* Task prompt:
Out of the entries that follow, copy each line containing "exactly".

* Materials provided:
-------

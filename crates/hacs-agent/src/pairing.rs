//! Pairing code exchange
//!
//! Converts the six-digit code a user reads off the HACS app into a session
//! credential for the gateway.
//!
//! The flow:
//! 1. User runs `hacs-agent --code 482913` or is prompted for a code
//! 2. Agent posts the code, its public key and its platform to the pairing service
//! 3. The service answers with a device id, a bearer token and the gateway URL
//!
//! Codes are single-use and short-lived, so a failed exchange is never retried
//! here; the caller asks the user for a new code instead.

use std::fmt;
use std::time::Duration;

use anyhow::Result;

use hacs_core::config::AgentConfig;
use hacs_core::error::PairingError;
use hacs_core::DeviceId;
use hacs_protocol::{PairRequest, PairResponse};

use crate::identity::DeviceIdentity;

/// Number of digits in a pairing code
pub const PAIRING_CODE_LEN: usize = 6;

/// Longest slice of a rejection body kept for diagnostics
const REJECTION_BODY_LIMIT: usize = 256;

/// Credential obtained from a successful pairing
#[derive(Clone, PartialEq, Eq)]
pub struct PairingCredential {
    /// Device id assigned by the pairing service
    pub device_id: DeviceId,
    /// Bearer token for the gateway session
    pub token: String,
    /// WebSocket URL of the gateway
    pub gateway_url: String,
    /// Token lifetime, if the service reported one
    pub expires_in: Option<Duration>,
}

impl From<PairResponse> for PairingCredential {
    fn from(resp: PairResponse) -> Self {
        Self {
            device_id: DeviceId::new(resp.device_id),
            token: resp.token,
            gateway_url: resp.ws_url,
            expires_in: resp.expires_in.map(Duration::from_secs),
        }
    }
}

impl fmt::Debug for PairingCredential {
    fn fmt(&self, f: &mut fmt::Formatter<'_>) -> fmt::Result {
        f.debug_struct("PairingCredential")
            .field("device_id", &self.device_id)
            .field("token", &"<redacted>")
            .field("gateway_url", &self.gateway_url)
            .field("expires_in", &self.expires_in)
            .finish()
    }
}

/// Check that `code` is exactly six ASCII digits
pub fn validate_code(code: &str) -> Result<(), PairingError> {
    if code.len() == PAIRING_CODE_LEN && code.bytes().all(|b| b.is_ascii_digit()) {
        Ok(())
    } else {
        Err(PairingError::InvalidCodeFormat)
    }
}

/// Platform descriptor sent to the pairing service, `<os>/<arch>`
pub fn platform() -> String {
    format!("{}/{}", std::env::consts::OS, std::env::consts::ARCH)
}

/// Client for the pairing-completion endpoint
#[derive(Debug, Clone)]
pub struct PairingClient {
    http: reqwest::Client,
    endpoint: String,
}

impl PairingClient {
    /// Create a client posting to `endpoint` with a per-request timeout
    pub fn new(endpoint: impl Into<String>, timeout: Duration) -> Result<Self, PairingError> {
        let http = reqwest::Client::builder()
            .timeout(timeout)
            .build()
            .map_err(PairingError::Transport)?;

        Ok(Self {
            http,
            endpoint: endpoint.into(),
        })
    }

    /// Create a client from the agent configuration
    pub fn from_config(config: &AgentConfig) -> Result<Self, PairingError> {
        Self::new(config.pairing_url.clone(), config.pairing_timeout)
    }

    /// Pairing endpoint this client posts to
    pub fn endpoint(&self) -> &str {
        &self.endpoint
    }

    /// Exchange a pairing code for a session credential.
    ///
    /// The code is validated before anything is sent; exactly one request is
    /// made per call.
    pub async fn pair(
        &self,
        code: &str,
        identity: &DeviceIdentity,
    ) -> Result<PairingCredential, PairingError> {
        validate_code(code)?;

        let request = PairRequest {
            code: code.to_string(),
            pubkey: identity.public_key_hex(),
            platform: platform(),
        };

        tracing::debug!(
            "Sending pairing request to {} as {} ({})",
            self.endpoint,
            request.platform,
            identity.fingerprint()
        );

        let response = self
            .http
            .post(&self.endpoint)
            .json(&request)
            .send()
            .await
            .map_err(PairingError::Transport)?;

        let status = response.status();
        if status != reqwest::StatusCode::OK {
            let body = response.text().await.unwrap_or_default();
            let body: String = body.chars().take(REJECTION_BODY_LIMIT).collect();
            tracing::warn!("Pairing rejected with status {}", status);
            return Err(PairingError::Rejected {
                status: status.as_u16(),
                body,
            });
        }

        let bytes = response.bytes().await.map_err(PairingError::Transport)?;
        let pair_response: PairResponse =
            serde_json::from_slice(&bytes).map_err(PairingError::Protocol)?;

        let credential = PairingCredential::from(pair_response);
        tracing::info!("Paired successfully! Device ID: {}", credential.device_id);
        Ok(credential)
    }
}

/// Prompt the user to enter a pairing code from stdin
///
/// Returns the trimmed input; format validation is left to [`PairingClient::pair`]
/// so that a bad code goes through the same error path as a rejected one.
pub fn prompt_pairing_code() -> Result<String> {
    use std::io::{self, Write};

    print!("Enter 6-digit pairing code: ");
    io::stdout().flush()?;

    let mut code = String::new();
    if io::stdin().read_line(&mut code)? == 0 {
        anyhow::bail!("stdin closed before a pairing code was entered");
    }

    Ok(code.trim().to_string())
}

-------

* Written reply:
/// Check that `code` is exactly six ASCII digits
    /// The code is validated before anything is sent; exactly one request is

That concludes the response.